Mueller was obstinately insistent that his report and his letter to Barr “spoke for themselves” when in fact they are fundamentally inconclusive and extremely confusing when it comes to issues that Americans care about. If he couldn’t indict Trump, why did he detail a dozen examples of obstruction of justice. Don’t ask Bob—he won’t tell you. What, exactly, was Mueller referring to when he accused the Attorney General of the United States of acting to steer the American public to misleading conclusions about what was in his report? Bob wouldn’t go there. Why didn’t Mueller subpoena Trump or Donald Trump Jr.? Bob won’t say. Mueller was so phobic about impeachment that he refused to even admit that it was the constitutional remedy for Presidential misconduct.

Texas Rep. John Ratciffe was effective in challenging the report’s frustrating refusal to reach any conclusions about obstruction in this exchange:

Ratcliffe: “Which DOJ policy or principal sets forth a standard that an investigated person is not exonerated if their innocence from criminal conduct is not conclusively determined? Can you give me an example other than Donald Trump when the Justice Department determined that an investigated person was not exonerated because their innocence was not conclusively determined?”

Mueller: “This is a unique situation. I cannot.”

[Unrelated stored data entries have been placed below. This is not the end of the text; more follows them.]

//! Read-only views of the main application's account records.

use serde::Serialize;

use zhiweijz_core::{AccountBookId, AccountBookKind, Email, UserId};

/// An internal user account.
#[derive(Debug, Clone, PartialEq, Eq, Serialize)]
pub struct AccountUser {
    pub id: UserId,
    pub name: String,
    pub email: Email,
    pub is_active: bool,
}

impl AccountUser {
    /// Name shown on pages and in chat, falling back to the masked email.
    #[must_use]
    pub fn display_name(&self) -> String {
        if self.name.trim().is_empty() {
            self.email.masked()
        } else {
            self.name.clone()
        }
    }
}

/// An account book the user can record into.
#[derive(Debug, Clone, PartialEq, Eq, Serialize, sqlx::FromRow)]
pub struct AccountBook {
    pub id: AccountBookId,
    pub name: String,
    pub kind: AccountBookKind,
    pub is_default: bool,
    /// Owning family for shared books
    pub family_name: Option<String>,
}

impl AccountBook {
    /// Label such as `[个人账本]` or `[家庭账本-张家]`.
    #[must_use]
    pub fn kind_label(&self) -> String {
        match (self.kind, self.family_name.as_deref()) {
            (AccountBookKind::Family, Some(family)) if !family.is_empty() => {
                format!("[{}-{family}]", self.kind.label())
            }
            (kind, _) => format!("[{}]", kind.label()),
        }
    }
}

#[cfg(test)]
#[allow(clippy::unwrap_used)]
mod tests {
    use super::*;

    fn book(kind: AccountBookKind, family_name: Option<&str>) -> AccountBook {
        AccountBook {
            id: AccountBookId::generate(),
            name: "日常".to_string(),
            kind,
            is_default: false,
            family_name: family_name.map(String::from),
        }
    }

    #[test]
    fn test_kind_label() {
        assert_eq!(book(AccountBookKind::Personal, None).kind_label(), "[个人账本]");
        assert_eq!(
            book(AccountBookKind::Family, Some("张家")).kind_label(),
            "[家庭账本-张家]"
        );
        assert_eq!(book(AccountBookKind::Family, None).kind_label(), "[家庭账本]");
    }

    #[test]
    fn test_display_name_falls_back_to_masked_email() {
        let user = AccountUser {
            id: UserId::generate(),
            name: "  ".to_string(),
            email: Email::parse("zhangsan@qq.com").unwrap(),
            is_active: true,
        };
        assert_eq!(user.display_name(), "z***n@qq.com");
    }
}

Weirdly, Mueller’s contention that his situation was absolutely unique obstinately ignored the precedent of Leon Jaworski, who served as the second Watergate special prosecutor. The DOJ guidance that a sitting President cannot be indicted was developed for Jaworski in 1972. Jaworski, unlike Mueller, understood the momentousness of the issue of a criminal President. He followed the guidance and did not indict Nixon, but he didn’t stop there. He worked with his grand jury and allowed them to name Nixon as an unindicted co-conspirator. Jaworski allowed the grand jury to detail their findings and made sure that the House Judiciary Committee had those findings and could use them as a basis for impeachment, which they did.

Our country would have benefitted from having a skilled prosecutor and a savvy patriot who understood both the law and the current constitutional crisis represented by Trump’s lawless regime to head up the Russian investigation.

What we got was a man with an incredible resume and history of stellar service who, in his most important role as the prosecutor of one of the most important investigations in our nation’s history, behaved more like a low-level Forest Service researcher so obsessed with the proper classification of trees that he couldn’t see that the forest was on fire. Mueller’s warped focus on the letter of the law to the exclusion of all else makes him a failed prosecutor in this critical case, because in the end, he has enabled the suppression of the truth by his superiors who constantly flaunt the law that Mueller says he cares so much about.